§ **Task description**
Each line shown below should be copied exactly.

--- Data under study ---

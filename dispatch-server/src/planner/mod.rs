//! Route sequencing and re-planning.
//!
//! The sequencer orders destinations by origin-relative travel time; the
//! planner drives the recompute pipeline against the external services
//! and keeps the published plan consistent with the latest waypoint
//! state.

mod engine;
mod sequence;
mod sources;

pub use engine::{PlanError, PlanSnapshot, PlannerPhase, RoutePlanner};
pub use sequence::sequence;
pub use sources::{RouteSource, ServiceError, TravelTimeSource};
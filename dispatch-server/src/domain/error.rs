//! Domain error types.
//!
//! These represent internal consistency failures: a caller paired
//! destinations with travel times incorrectly. They signal a programming
//! defect, not a user-facing condition, and are surfaced loudly rather
//! than retried.

/// Consistency failures in sequencing input.
#[derive(Debug, Clone, PartialEq, thiserror::Error)]
pub enum DomainError {
    /// Destination list and travel-time list disagree in length
    #[error("travel time count mismatch: {expected} destinations, {actual} times")]
    TravelTimeCount { expected: usize, actual: usize },

    /// A travel time is non-finite or negative
    #[error("invalid travel time {value} for destination {index}")]
    BadTravelTime { index: usize, value: f64 },
}

#[cfg(test)]
mod tests {
    use super::*;

    #[test]
    fn error_display() {
        let err = DomainError::TravelTimeCount {
            expected: 3,
            actual: 2,
        };
        assert_eq!(
            err.to_string(),
            "travel time count mismatch: 3 destinations, 2 times"
        );

        let err = DomainError::BadTravelTime {
            index: 1,
            value: f64::NAN,
        };
        assert!(err.to_string().contains("destination 1"));
    }
}
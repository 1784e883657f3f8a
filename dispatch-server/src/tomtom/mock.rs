//! Mock routing client for development and testing without API access.
//!
//! Estimates travel times from great-circle distance at an assumed
//! driving speed, and returns straight-line geometry between waypoints.
//! Less accurate than the live service (it ignores roads) but
//! deterministic and always available.

use async_trait::async_trait;

use crate::domain::{GeoPoint, RouteGeometry};
use crate::planner::{RouteSource, ServiceError, TravelTimeSource};

/// Average driving speed assumption for time estimation.
const DEFAULT_SPEED_KMH: f64 = 40.0;

/// Earth radius in kilometers.
const EARTH_RADIUS_KM: f64 = 6371.0;

/// Deterministic stand-in for the live routing service.
///
/// Mimics the `TomTomClient` surface: origin-relative travel times
/// paired by index, and route geometry through the waypoint list.
#[derive(Debug, Clone)]
pub struct MockRoutingClient {
    /// Assumed average driving speed in km/h.
    pub speed_kmh: f64,
}

impl Default for MockRoutingClient {
    fn default() -> Self {
        Self {
            speed_kmh: DEFAULT_SPEED_KMH,
        }
    }
}

impl MockRoutingClient {
    pub fn new(speed_kmh: f64) -> Self {
        Self { speed_kmh }
    }

    /// Great-circle distance between two points in kilometers.
    fn haversine_km(from: GeoPoint, to: GeoPoint) -> f64 {
        let lat1_rad = from.latitude().to_radians();
        let lat2_rad = to.latitude().to_radians();
        let delta_lat = (to.latitude() - from.latitude()).to_radians();
        let delta_lon = (to.longitude() - from.longitude()).to_radians();

        let a = (delta_lat / 2.0).sin().powi(2)
            + lat1_rad.cos() * lat2_rad.cos() * (delta_lon / 2.0).sin().powi(2);
        let c = 2.0 * a.sqrt().asin();

        EARTH_RADIUS_KM * c
    }

    /// Convert distance in km to travel time in seconds.
    fn km_to_seconds(&self, km: f64) -> f64 {
        km / self.speed_kmh * 3600.0
    }
}

#[async_trait]
impl TravelTimeSource for MockRoutingClient {
    async fn travel_times(
        &self,
        origin: GeoPoint,
        destinations: &[GeoPoint],
    ) -> Result<Vec<f64>, ServiceError> {
        Ok(destinations
            .iter()
            .map(|&d| self.km_to_seconds(Self::haversine_km(origin, d)))
            .collect())
    }
}

#[async_trait]
impl RouteSource for MockRoutingClient {
    async fn route(&self, waypoints: &[GeoPoint]) -> Result<RouteGeometry, ServiceError> {
        Ok(RouteGeometry::new(waypoints.to_vec()))
    }
}
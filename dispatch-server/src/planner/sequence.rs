//! Destination sequencing by origin-relative travel time.

use crate::domain::{DomainError, GeoPoint, TimedDestination};

/// Order destinations by ascending travel time from the origin.
///
/// `travel_times` pairs with `destinations` by index. All times are
/// measured from the single origin, not chained between stops: the
/// result minimizes origin-relative time, not tour length. The sort is
/// stable, so destinations with equal times keep their insertion order.
///
/// Fails with [`DomainError`] when the pairing is inconsistent or a time
/// is unusable; both indicate a bug in whoever assembled the inputs.
pub fn sequence(
    destinations: &[GeoPoint],
    travel_times: &[f64],
) -> Result<Vec<GeoPoint>, DomainError> {
    if travel_times.len() != destinations.len() {
        return Err(DomainError::TravelTimeCount {
            expected: destinations.len(),
            actual: travel_times.len(),
        });
    }

    for (index, &value) in travel_times.iter().enumerate() {
        if !value.is_finite() || value < 0.0 {
            return Err(DomainError::BadTravelTime { index, value });
        }
    }

    let mut timed: Vec<TimedDestination> = destinations
        .iter()
        .zip(travel_times)
        .map(|(&point, &travel_time_seconds)| TimedDestination {
            point,
            travel_time_seconds,
        })
        .collect();

    timed.sort_by(|a, b| a.travel_time_seconds.total_cmp(&b.travel_time_seconds));

    Ok(timed.into_iter().map(|t| t.point).collect())
}
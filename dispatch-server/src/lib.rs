//! Incremental multi-stop route planner.
//!
//! A web application that keeps a driving route through user-placed
//! stops up to date: every time the origin moves or a destination is
//! added, travel times are re-queried, the visiting order is
//! resequenced, and fresh road geometry is fetched and published.

pub mod domain;
pub mod map;
pub mod planner;
pub mod tomtom;
pub mod web;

---

§ **Reply**
filename dispatch-server/src/planner/mod.rs
//! Route sequencing and re-planning.
//!
//! The sequencer orders destinations by origin-relative travel time; the
//! planner drives the recompute pipeline against the external services
//! and keeps the published plan consistent with the latest waypoint
//! state.

mod engine;
mod sequence;
mod sources;

pub use engine::{PlanError, PlanSnapshot, PlannerPhase, RoutePlanner};
pub use sequence::sequence;
pub use sources::{RouteSource, ServiceError, TravelTimeSource};
filename dispatch-server/src/domain/error.rs
//! Domain error types.
//!
//! These represent internal consistency failures: a caller paired
//! destinations with travel times incorrectly. They signal a programming
//! defect, not a user-facing condition, and are surfaced loudly rather
//! than retried.

/// Consistency failures in sequencing input.
#[derive(Debug, Clone, PartialEq, thiserror::Error)]
pub enum DomainError {
    /// Destination list and travel-time list disagree in length
    #[error("travel time count mismatch: {expected} destinations, {actual} times")]
    TravelTimeCount { expected: usize, actual: usize },

    /// A travel time is non-finite or negative
    #[error("invalid travel time {value} for destination {index}")]
    BadTravelTime { index: usize, value: f64 },
}

#[cfg(test)]
mod tests {
    use super::*;

    #[test]
    fn error_display() {
        let err = DomainError::TravelTimeCount {
            expected: 3,
            actual: 2,
        };
        assert_eq!(
            err.to_string(),
            "travel time count mismatch: 3 destinations, 2 times"
        );

        let err = DomainError::BadTravelTime {
            index: 1,
            value: f64::NAN,
        };
        assert!(err.to_string().contains("destination 1"));
    }
}
repository 1784e883657f3f8a
filename dispatch-server/src/tomtom/mock.rs
//! Mock routing client for development and testing without API access.
//!
//! Estimates travel times from great-circle distance at an assumed
//! driving speed, and returns straight-line geometry between waypoints.
//! Less accurate than the live service (it ignores roads) but
//! deterministic and always available.

use async_trait::async_trait;

use crate::domain::{GeoPoint, RouteGeometry};
use crate::planner::{RouteSource, ServiceError, TravelTimeSource};

/// Average driving speed assumption for time estimation.
const DEFAULT_SPEED_KMH: f64 = 40.0;

/// Earth radius in kilometers.
const EARTH_RADIUS_KM: f64 = 6371.0;

/// Deterministic stand-in for the live routing service.
///
/// Mimics the `TomTomClient` surface: origin-relative travel times
/// paired by index, and route geometry through the waypoint list.
#[derive(Debug, Clone)]
pub struct MockRoutingClient {
    /// Assumed average driving speed in km/h.
    pub speed_kmh: f64,
}

impl Default for MockRoutingClient {
    fn default() -> Self {
        Self {
            speed_kmh: DEFAULT_SPEED_KMH,
        }
    }
}

impl MockRoutingClient {
    pub fn new(speed_kmh: f64) -> Self {
        Self { speed_kmh }
    }

    /// Great-circle distance between two points in kilometers.
    fn haversine_km(from: GeoPoint, to: GeoPoint) -> f64 {
        let lat1_rad = from.latitude().to_radians();
        let lat2_rad = to.latitude().to_radians();
        let delta_lat = (to.latitude() - from.latitude()).to_radians();
        let delta_lon = (to.longitude() - from.longitude()).to_radians();

        let a = (delta_lat / 2.0).sin().powi(2)
            + lat1_rad.cos() * lat2_rad.cos() * (delta_lon / 2.0).sin().powi(2);
        let c = 2.0 * a.sqrt().asin();

        EARTH_RADIUS_KM * c
    }

    /// Convert distance in km to travel time in seconds.
    fn km_to_seconds(&self, km: f64) -> f64 {
        km / self.speed_kmh * 3600.0
    }
}

#[async_trait]
impl TravelTimeSource for MockRoutingClient {
    async fn travel_times(
        &self,
        origin: GeoPoint,
        destinations: &[GeoPoint],
    ) -> Result<Vec<f64>, ServiceError> {
        Ok(destinations
            .iter()
            .map(|&d| self.km_to_seconds(Self::haversine_km(origin, d)))
            .collect())
    }
}

#[async_trait]
impl RouteSource for MockRoutingClient {
    async fn route(&self, waypoints: &[GeoPoint]) -> Result<RouteGeometry, ServiceError> {
        Ok(RouteGeometry::new(waypoints.to_vec()))
    }
}
filename dispatch-server/src/planner/sequence.rs
//! Destination sequencing by origin-relative travel time.

use crate::domain::{DomainError, GeoPoint, TimedDestination};

/// Order destinations by ascending travel time from the origin.
///
/// `travel_times` pairs with `destinations` by index. All times are
/// measured from the single origin, not chained between stops: the
/// result minimizes origin-relative time, not tour length. The sort is
/// stable, so destinations with equal times keep their insertion order.
///
/// Fails with [`DomainError`] when the pairing is inconsistent or a time
/// is unusable; both indicate a bug in whoever assembled the inputs.
pub fn sequence(
    destinations: &[GeoPoint],
    travel_times: &[f64],
) -> Result<Vec<GeoPoint>, DomainError> {
    if travel_times.len() != destinations.len() {
        return Err(DomainError::TravelTimeCount {
            expected: destinations.len(),
            actual: travel_times.len(),
        });
    }

    for (index, &value) in travel_times.iter().enumerate() {
        if !value.is_finite() || value < 0.0 {
            return Err(DomainError::BadTravelTime { index, value });
        }
    }

    let mut timed: Vec<TimedDestination> = destinations
        .iter()
        .zip(travel_times)
        .map(|(&point, &travel_time_seconds)| TimedDestination {
            point,
            travel_time_seconds,
        })
        .collect();

    timed.sort_by(|a, b| a.travel_time_seconds.total_cmp(&b.travel_time_seconds));

    Ok(timed.into_iter().map(|t| t.point).collect())
}
filename dispatch-server/src/lib.rs
//! Incremental multi-stop route planner.
//!
//! A web application that keeps a driving route through user-placed
//! stops up to date: every time the origin moves or a destination is
//! added, travel times are re-queried, the visiting order is
//! resequenced, and fresh road geometry is fetched and published.

pub mod domain;
pub mod map;
pub mod planner;
pub mod tomtom;
pub mod web;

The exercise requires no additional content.